Читаем Концептосфера художественного произведения и средства ее объективации в переводе. На материале романа Ф. С. Фицджеральда «Великий Гэтсби» и его переводов на русский язык полностью

Субъектами мечты являются также главный герой и героиня, предикат мечтал встречается в одном контексте: После замешательства, после не рассуждающей радости настала очередь сокрушительного изумления от того, что она здесь. Он так долго об этом мечтал, так подробно все пережил в мыслях, столько времени ждал, словно бы стиснув зубы в неимоверном, предельном напряжении [165, 75].

В объектной позиции в переводе Е. Калашниковой МЕЧТА, с одной стороны, представлена как материальный предмет, с другой стороны, как выдумка, видение, воздух, «которым дышат призраки»: ядовитая пыль, что вздымалась вокруг его мечты; остался верен этой выдумке до самого конца; слить с ее тленным дыханием свои не умещающиеся в словах мечты; таскать за собою давно забытые мечты; он еще цеплялся за шальную надежду, и у меня не хватило духу эту надежду отнять; он сознательно внушил Дэзи иллюзию твердой почвы под ногами; скрывая от всех свою непорочную мечту; он дорогой ценой заплатил за слишком долгую верность единственной мечте; жалкие призраки, дышащие мечтами; после смерти Гэтсби я не мог отделаться от подобных видений; был некогда музыкой последней и высочайшей человеческой мечты; стоит протянуть руку – и он поймает ее [мечту]. Приведенная выборка показывает, что репрезентация концепта в переводе существенно отличается от оригинальной за счет полученного контраста, а также метафор иллюзия твердой почвы под ногами и музыка мечты.

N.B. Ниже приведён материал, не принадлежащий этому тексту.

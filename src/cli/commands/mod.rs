use anyhow::Result;
use std::sync::Arc;

use crate::notifications::Notifier;
use crate::random::{RandomSource, SeededRandom, ThreadRandom};
use crate::workflows::{WorkflowDriver, WorkflowSettings};

pub mod check;
pub mod run;
pub mod shell;

#[allow(async_fn_in_trait)]
pub trait Command {
    async fn execute(&self) -> Result<()>;
}

/// Seeded when reproducibility is requested, thread randomness otherwise.
pub fn random_source(seed: Option<u64>) -> Arc<dyn RandomSource> {
    match seed {
        Some(seed) => Arc::new(SeededRandom::new(seed)),
        None => Arc::new(ThreadRandom),
    }
}

pub fn build_driver(
    settings: WorkflowSettings,
    seed: Option<u64>,
    notifier: Arc<dyn Notifier>,
) -> WorkflowDriver {
    WorkflowDriver::new(settings, random_source(seed), notifier)
}

pub async fn show_how_to_start() -> Result<()> {
    println!("🛡️  Certify - Provider Credentialing Workflow");
    println!();
    println!("Sign in with your 10-digit National Provider Identifier (NPI) to begin.");
    println!();
    println!("To get started:");
    println!("  🔎 certify check <NPI>    # Check that your NPI is accepted");
    println!("  🚀 certify run <NPI>      # Run retrieve, validate and create in one go");
    println!("  🐚 certify shell [<NPI>]  # Drive each step yourself");
    println!();
    println!("💡 All provider data is simulated; nothing is sent anywhere.");
    Ok(())
}
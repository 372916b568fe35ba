use chrono::NaiveDate;
use serde::{Deserialize, Serialize};

use crate::auth::ProviderNumber;

/// Provider data as returned by the (mock) CAQH and NPI registry lookup.
#[derive(Debug, Clone, PartialEq, Eq, Serialize, Deserialize)]
#[serde(rename_all = "camelCase")]
pub struct ProviderRecord {
    pub npi: ProviderNumber,
    pub first_name: String,
    pub last_name: String,
    pub specialty: String,
    pub license_number: String,
    pub license_state: String,
    pub dea_number: String,
    pub medical_school: String,
    pub residency: String,
    pub board_certification: String,
    pub status: String,
    pub last_updated: NaiveDate,
}

impl ProviderRecord {
    /// Fixed demo record for the given provider number.
    pub fn demo(npi: &ProviderNumber) -> Self {
        Self {
            npi: npi.clone(),
            first_name: "Dr. Sarah".to_string(),
            last_name: "Johnson".to_string(),
            specialty: "Internal Medicine".to_string(),
            license_number: "MD12345".to_string(),
            license_state: "CA".to_string(),
            dea_number: "BJ1234567".to_string(),
            medical_school: "University of California, San Francisco".to_string(),
            residency: "UCSF Medical Center".to_string(),
            board_certification: "American Board of Internal Medicine".to_string(),
            status: "Active".to_string(),
            last_updated: NaiveDate::from_ymd_opt(2024, 1, 15).unwrap_or_default(),
        }
    }

    pub fn full_name(&self) -> String {
        format!("{} {}", self.first_name, self.last_name)
    }

    pub fn license(&self) -> String {
        format!("{} ({})", self.license_number, self.license_state)
    }
}

#[cfg(test)]
mod tests {
    use super::*;

    fn npi() -> ProviderNumber {
        ProviderNumber::parse("1234567890").unwrap()
    }

    #[test]
    fn test_demo_record_is_seeded_with_provider_number() {
        let record = ProviderRecord::demo(&npi());

        assert_eq!(record.npi.as_str(), "1234567890");
        assert_eq!(record.full_name(), "Dr. Sarah Johnson");
        assert_eq!(record.license(), "MD12345 (CA)");
        assert_eq!(record.last_updated.to_string(), "2024-01-15");
    }

    #[test]
    fn test_record_serializes_in_camel_case() {
        let json = serde_json::to_value(ProviderRecord::demo(&npi())).unwrap();

        assert_eq!(json["npi"], "1234567890");
        assert_eq!(json["boardCertification"], "American Board of Internal Medicine");
        assert_eq!(json["lastUpdated"], "2024-01-15");
    }
}
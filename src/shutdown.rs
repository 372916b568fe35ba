use anyhow::Result;
use std::time::Duration;
use tokio::time::timeout;
use tracing::{info, warn};

use crate::workflows::WorkflowDriver;

/// Cancels outstanding workflow work when the process is interrupted
pub struct ShutdownCoordinator {
    driver: WorkflowDriver,
}

impl ShutdownCoordinator {
    pub fn new(driver: WorkflowDriver) -> Self {
        Self { driver }
    }

    /// Wait for Ctrl-C
    pub async fn wait_for_signal() -> Result<()> {
        tokio::signal::ctrl_c().await?;
        info!("Received interrupt, shutting down");
        Ok(())
    }

    /// Reset the workflow so no scheduled transition outlives the session
    pub async fn shutdown(&self) -> Result<()> {
        if let Err(e) = timeout(Duration::from_secs(5), self.driver.reset()).await {
            warn!("Timed out cancelling pending workflow work: {}", e);
            return Err(anyhow::anyhow!("Timeout waiting for workflow reset"));
        }

        info!("Graceful shutdown completed successfully");
        Ok(())
    }
}
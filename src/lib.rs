// Certify Library - Provider Credentialing Workflow
// This exposes the core components for testing and integration

pub mod auth;
pub mod cli;
pub mod config;
pub mod notifications;
pub mod random;
pub mod session;
pub mod shutdown;
pub mod telemetry;
pub mod workflows;

// Re-export key types for easy access
pub use auth::{sanitize_input, AuthError, ProviderNumber};
pub use config::{config, CertifyConfig};
pub use notifications::{
    ChannelNotifier, Notification, NotificationKind, Notifier, RecordingNotifier, TracingNotifier,
};
pub use random::{FixedRandom, RandomSource, SeededRandom, ThreadRandom};
pub use session::{Portal, Session, SessionError};
pub use shutdown::ShutdownCoordinator;
pub use telemetry::{
    create_workflow_span, generate_correlation_id, init_telemetry, shutdown_telemetry,
};
pub use workflows::{
    status_of, ActionFlags, ProviderRecord, Step, StepStatus, StepperError, StepperSnapshot,
    ValidationFailure, ValidationOutcome, WorkflowDriver, WorkflowSettings, WorkflowStepper,
};
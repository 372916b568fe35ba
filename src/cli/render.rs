// Terminal rendering of the portal screen and notifications

use crate::notifications::{Notification, NotificationKind};
use crate::workflows::{Step, StepStatus, StepperSnapshot};

fn stage_marker(status: StepStatus, in_flight: bool, failed: bool) -> &'static str {
    if failed {
        "❌"
    } else if in_flight {
        "⏳"
    } else {
        match status {
            StepStatus::Completed => "✅",
            StepStatus::Current => "👉",
            StepStatus::Pending => "⬜",
        }
    }
}

pub fn render_notification(notification: &Notification) -> String {
    let icon = match notification.kind {
        NotificationKind::Info => "🔔",
        NotificationKind::Success => "✅",
        NotificationKind::Destructive => "🚨",
    };
    match &notification.description {
        Some(description) => format!("{icon} {} {description}", notification.title),
        None => format!("{icon} {}", notification.title),
    }
}

pub fn render_snapshot(snapshot: &StepperSnapshot) -> String {
    let mut lines = Vec::new();

    let npi = snapshot
        .provider_number
        .as_ref()
        .map(|npi| npi.as_str())
        .unwrap_or("-");
    lines.push(format!("🛡️  CREDENTIALING PORTAL  (NPI: {npi})"));
    lines.push("═".repeat(38));

    let step = snapshot.step;
    let retrieve_label = match step {
        Step::Retrieving => "retrieving...".to_string(),
        _ => snapshot.stages.retrieve.to_string(),
    };
    let retrieve_marker = stage_marker(snapshot.stages.retrieve, step == Step::Retrieving, false);
    lines.push(format!("{retrieve_marker} Retrieve Data     {retrieve_label}"));

    let validate_label = match step {
        Step::Validating => "validating...".to_string(),
        Step::Error => "failed".to_string(),
        _ => snapshot.stages.validate.to_string(),
    };
    let validate_marker = stage_marker(
        snapshot.stages.validate,
        step == Step::Validating,
        step == Step::Error,
    );
    lines.push(format!("{validate_marker} Validate Data     {validate_label}"));
    lines.push(format!(
        "{} Create Workflow   {}",
        stage_marker(snapshot.stages.create, false, false),
        snapshot.stages.create
    ));

    if let Some(record) = &snapshot.record {
        lines.push(String::new());
        lines.push("📋 RETRIEVED DATA:".to_string());
        lines.push("──────────────────".to_string());
        lines.push(format!("   Name:                {}", record.full_name()));
        lines.push(format!("   Specialty:           {}", record.specialty));
        lines.push(format!("   License Number:      {}", record.license()));
        lines.push(format!("   DEA Number:          {}", record.dea_number));
        lines.push(format!("   Medical School:      {}", record.medical_school));
        lines.push(format!("   Residency:           {}", record.residency));
        lines.push(format!("   Board Certification: {}", record.board_certification));
        lines.push(format!("   Status:              {}", record.status));
        lines.push(format!("   Last Updated:        {}", record.last_updated));
    }

    if let Some(outcome) = snapshot.outcome {
        lines.push(String::new());
        if outcome.is_success() {
            lines.push("✅ Validation Successful".to_string());
            lines.push(
                "   Data validated successfully! Ready for credentialing workflow.".to_string(),
            );
        } else {
            lines.push("❌ Validation Failed".to_string());
            lines.push(format!("   {}", outcome.reason()));
        }
    }

    let mut actions = Vec::new();
    if snapshot.actions.retrieve {
        actions.push("retrieve");
    }
    if snapshot.actions.validate {
        actions.push("validate");
    }
    if snapshot.actions.create {
        actions.push("create");
    }
    lines.push(String::new());
    if actions.is_empty() {
        lines.push(format!("Step: {step} (no actions available)"));
    } else {
        lines.push(format!("Step: {step} (available: {})", actions.join(", ")));
    }

    lines.join("\n")
}

#[cfg(test)]
mod tests {
    use super::*;
    use crate::auth::ProviderNumber;
    use crate::workflows::{ProviderRecord, ValidationFailure, ValidationOutcome, WorkflowStepper};

    fn failed_snapshot() -> StepperSnapshot {
        let npi = ProviderNumber::parse("1234567890").unwrap();
        let mut stepper = WorkflowStepper::new();
        let ticket = stepper.begin_retrieval(&npi).unwrap();
        stepper.complete_retrieval(ticket, ProviderRecord::demo(&npi)).unwrap();
        let ticket = stepper.begin_validation().unwrap();
        stepper
            .complete_validation(ticket, ValidationOutcome::Failed(ValidationFailure::DataMismatch))
            .unwrap();
        stepper.snapshot()
    }

    #[test]
    fn test_idle_panel_offers_retrieval() {
        let panel = render_snapshot(&WorkflowStepper::new().snapshot());
        assert!(panel.contains("NPI: -"));
        assert!(panel.contains("⬜ Retrieve Data"));
        assert!(panel.contains("Step: idle (available: retrieve)"));
        assert!(!panel.contains("RETRIEVED DATA"));
    }

    #[test]
    fn test_in_flight_panel_labels() {
        let npi = ProviderNumber::parse("1234567890").unwrap();
        let mut stepper = WorkflowStepper::new();
        let ticket = stepper.begin_retrieval(&npi).unwrap();
        let panel = render_snapshot(&stepper.snapshot());
        assert!(panel.contains("⏳ Retrieve Data     retrieving..."));
        assert!(panel.contains("⬜ Validate Data     pending"));
        assert!(panel.lines().nth(1).is_some_and(|rule| rule.chars().count() == 38));

        stepper.complete_retrieval(ticket, ProviderRecord::demo(&npi)).unwrap();
        stepper.begin_validation().unwrap();
        let panel = render_snapshot(&stepper.snapshot());
        assert!(panel.contains("✅ Retrieve Data     completed"));
        assert!(panel.contains("⏳ Validate Data     validating..."));
    }

    #[test]
    fn test_failed_panel_shows_reason() {
        let panel = render_snapshot(&failed_snapshot());
        assert!(panel.contains("NPI: 1234567890"));
        assert!(panel.contains("✅ Retrieve Data"));
        assert!(panel.contains("❌ Validate Data"));
        assert!(panel.contains("Dr. Sarah Johnson"));
        assert!(panel.contains("CAQH data mismatch - manual review required"));
        assert!(panel.contains("Step: error (no actions available)"));
    }

    #[test]
    fn test_notification_line() {
        let line = render_notification(&Notification::validation_failed());
        assert_eq!(
            line,
            "🚨 Validation Failed Data mismatch detected. Manual review required."
        );
        assert_eq!(
            render_notification(&Notification::validation_started()),
            "🔔 Validating data..."
        );
    }
}
#[cfg(test)]
mod tests {
    use super::*;
    use crate::notifications::RecordingNotifier;
    use crate::random::FixedRandom;
    use std::sync::atomic::{AtomicUsize, Ordering};

    fn npi() -> ProviderNumber {
        ProviderNumber::parse("1234567890").unwrap()
    }

    fn build_driver(sample: f64) -> (WorkflowDriver, Arc<RecordingNotifier>) {
        let notifier = Arc::new(RecordingNotifier::new());
        let driver = WorkflowDriver::new(
            WorkflowSettings::default(),
            Arc::new(FixedRandom(sample)),
            notifier.clone(),
        );
        (driver, notifier)
    }

    #[tokio::test(start_paused = true)]
    async fn test_retrieval_completes_after_delay() {
        let (driver, notifier) = build_driver(0.5);
        driver.start_retrieval(&npi()).await.unwrap();

        assert_eq!(driver.step().await, Step::Retrieving);
        assert_ne!(driver.status_of(Step::Retrieved).await, StepStatus::Completed);
        assert!(driver.has_pending_operation().await);

        tokio::time::sleep(Duration::from_millis(1999)).await;
        assert_eq!(driver.step().await, Step::Retrieving);

        tokio::time::sleep(Duration::from_millis(2)).await;
        let snapshot = driver.snapshot().await;
        assert_eq!(snapshot.step, Step::Retrieved);
        assert_eq!(snapshot.record.map(|r| r.npi), Some(npi()));
        assert!(!driver.has_pending_operation().await);
        assert_eq!(
            notifier.titles(),
            vec!["Retrieving CAQH and NPI data...", "Success!"]
        );
    }

    #[tokio::test(start_paused = true)]
    async fn test_validation_outcome_follows_random_source() {
        let (driver, notifier) = build_driver(0.5);
        driver.start_retrieval(&npi()).await.unwrap();
        driver.wait_until_settled().await;
        driver.start_validation().await.unwrap();
        let snapshot = driver.wait_until_settled().await;

        assert_eq!(snapshot.step, Step::Validated);
        assert_eq!(snapshot.outcome, Some(ValidationOutcome::Success));
        assert_eq!(notifier.titles().last().map(String::as_str), Some("Validation Successful!"));

        let (driver, notifier) = build_driver(0.1);
        driver.start_retrieval(&npi()).await.unwrap();
        driver.wait_until_settled().await;
        driver.start_validation().await.unwrap();
        let snapshot = driver.wait_until_settled().await;

        assert_eq!(snapshot.step, Step::Error);
        assert_eq!(
            snapshot.outcome.map(|o| o.reason()),
            Some("CAQH data mismatch - manual review required")
        );
        assert_eq!(notifier.titles().last().map(String::as_str), Some("Validation Failed"));
    }

    #[tokio::test(start_paused = true)]
    async fn test_reset_cancels_pending_retrieval() {
        let (driver, notifier) = build_driver(0.5);
        driver.start_retrieval(&npi()).await.unwrap();

        tokio::time::sleep(Duration::from_millis(500)).await;
        driver.reset().await;
        assert!(!driver.has_pending_operation().await);

        tokio::time::sleep(Duration::from_millis(3000)).await;
        let snapshot = driver.snapshot().await;
        assert_eq!(snapshot.step, Step::Idle);
        assert!(snapshot.record.is_none());
        assert_eq!(notifier.titles(), vec!["Retrieving CAQH and NPI data..."]);
    }

    #[tokio::test(start_paused = true)]
    async fn test_reset_cancels_pending_validation() {
        let (driver, _notifier) = build_driver(0.5);
        driver.start_retrieval(&npi()).await.unwrap();
        driver.wait_until_settled().await;
        driver.start_validation().await.unwrap();

        driver.reset().await;
        tokio::time::sleep(Duration::from_millis(2000)).await;

        let snapshot = driver.snapshot().await;
        assert_eq!(snapshot.step, Step::Idle);
        assert!(snapshot.outcome.is_none());
        assert_eq!(snapshot.generation, 1);
    }

    #[tokio::test(start_paused = true)]
    async fn test_create_workflow_only_after_validation() {
        let (driver, notifier) = build_driver(0.9);
        assert!(driver.create_workflow().await.is_err());

        driver.start_retrieval(&npi()).await.unwrap();
        assert!(driver.create_workflow().await.is_err());
        driver.wait_until_settled().await;
        driver.start_validation().await.unwrap();
        driver.wait_until_settled().await;

        driver.create_workflow().await.unwrap();
        assert_eq!(driver.step().await, Step::WorkflowCreated);
        assert_eq!(
            notifier.titles().last().map(String::as_str),
            Some("Credentialing Workflow Created!")
        );
    }

    #[derive(Default)]
    struct CountingRandom {
        draws: AtomicUsize,
    }

    impl RandomSource for CountingRandom {
        fn next_f64(&self) -> f64 {
            self.draws.fetch_add(1, Ordering::SeqCst);
            0.5
        }
    }

    #[tokio::test(start_paused = true)]
    async fn test_stale_validation_draws_no_sample() {
        let random = Arc::new(CountingRandom::default());
        let driver = WorkflowDriver::new(
            WorkflowSettings::default(),
            random.clone(),
            Arc::new(RecordingNotifier::new()),
        );
        driver.start_retrieval(&npi()).await.unwrap();
        driver.wait_until_settled().await;
        driver.start_validation().await.unwrap();

        let stale = driver
            .inner
            .state
            .lock()
            .await
            .pending
            .as_ref()
            .map(|pending| pending.ticket)
            .unwrap();
        driver.reset().await;
        driver.inner.finish_validation(stale).await;
        assert_eq!(random.draws.load(Ordering::SeqCst), 0);
        assert_eq!(driver.step().await, Step::Idle);

        driver.start_retrieval(&npi()).await.unwrap();
        driver.wait_until_settled().await;
        driver.start_validation().await.unwrap();
        assert_eq!(driver.wait_until_settled().await.step, Step::Validated);
        assert_eq!(random.draws.load(Ordering::SeqCst), 1);
    }

    #[tokio::test(start_paused = true)]
    async fn test_subscribers_see_transitions() {
        let (driver, _notifier) = build_driver(0.5);
        let mut snapshots = driver.subscribe();
        assert_eq!(snapshots.borrow().step, Step::Idle);

        driver.start_retrieval(&npi()).await.unwrap();
        snapshots.changed().await.unwrap();
        assert_eq!(snapshots.borrow_and_update().step, Step::Retrieving);

        snapshots.changed().await.unwrap();
        assert_eq!(snapshots.borrow_and_update().step, Step::Retrieved);
    }
}
use clap::{Parser, Subcommand};

pub mod commands;
pub mod render;

#[derive(Parser)]
#[command(name = "certify")]
#[command(about = "Provider credentialing workflow demo")]
#[command(long_about = "Certify walks a provider through a simulated credentialing workflow: \
                       retrieve CAQH and NPI data, validate it, and create the credentialing \
                       workflow. All data is mock data; nothing leaves this machine.")]
pub struct Cli {
    /// Emit JSON log lines on stderr
    #[arg(long, global = true, help = "Emit structured JSON logs on stderr")]
    pub json_logs: bool,

    #[command(subcommand)]
    pub command: Option<Commands>,
}

#[derive(Subcommand)]
pub enum Commands {
    /// Check whether a provider number is acceptable for sign-in
    Check {
        /// 10-digit National Provider Identifier
        npi: String,
    },
    /// Sign in and run the whole workflow unattended
    Run {
        /// 10-digit National Provider Identifier
        npi: String,
        /// Seed the validation draw for a reproducible outcome
        #[arg(long, help = "Seed for the simulated validation outcome")]
        seed: Option<u64>,
        /// Stop after validation instead of creating the workflow
        #[arg(long, help = "Do not create the credentialing workflow after validation")]
        no_create: bool,
        /// Print the final state as JSON
        #[arg(long, help = "Print the final workflow snapshot as JSON")]
        json: bool,
    },
    /// Drive the workflow step by step from an interactive prompt
    Shell {
        /// Sign in with this provider number right away
        npi: Option<String>,
        /// Seed the validation draw for a reproducible outcome
        #[arg(long, help = "Seed for the simulated validation outcome")]
        seed: Option<u64>,
    },
}
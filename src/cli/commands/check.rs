use anyhow::Result;

use crate::auth::ProviderNumber;
use crate::cli::commands::Command;

pub struct CheckCommand {
    pub input: String,
}

impl CheckCommand {
    pub fn new(input: impl Into<String>) -> Self {
        Self {
            input: input.into(),
        }
    }
}

impl Command for CheckCommand {
    async fn execute(&self) -> Result<()> {
        match ProviderNumber::parse(&self.input) {
            Ok(npi) => {
                println!("✅ NPI {npi} is accepted for sign-in");
                Ok(())
            }
            Err(e) => {
                println!("❌ Cannot sign in: {e}");
                Err(e.into())
            }
        }
    }
}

Часть атрибутивных характеристик (особо увлекательная, не умещающаяся в словах, рухнувшая, непорочная, единственная, последняя и величайшая) абсолютизирует мечту и тем самым передает интенцию оригинала, в сочетании с другими атрибутами МЕЧТА объективируется как продукт богатого воображения, что более соответствует русскоязычному сознанию, нежели индивидуально-авторскому представлению Фицджеральда, ср.: самые дерзкие и нелепые фантазии; эти ночные грезы; шальная, напрасная надежда; долголетняя феерия; фантастическое видение.

В переводе Н. Лаврова КПС концепта МЕЧТА, как и в оригинале, составляется из следующих позиций: субъект – предикат – объект – атрибут. В качестве субъекта мечта представлена в следующих контекстах: идеальный образ превзошел реальный по всем статьям; его духовный образ возник из идеализации своей собственной натуры; самые затейливые и невероятные видения посещали его по ночам; болезненное воображение плело один замысловатый узор за другим; юношеские грезы Джеймса Гетца облеклись в плоть и в кровь; занавес опустился – сказочная феерия подошла к концу; меня еще долго мучили странные и пугающе реальные видения; его мечта была так близко; настанет день, когда мечта будет так близко. В позиции субъекта, таким образом, реализуется синонимический ряд русского слова мечта в сочетании с бытийными глаголами и глаголами действия, благодаря чему, с одной стороны, МЕЧТА персонифицируется, с другой стороны, акцентируется ее предельность, изменчивость, духовная основа. Встречается контекст, в котором переводчик представляет МЕЧТУ как театральное действо (занавес, феерия), что не совсем точно отражает прагматику оригинала (в романе использована лексема extravaganza – нелепая пьеса).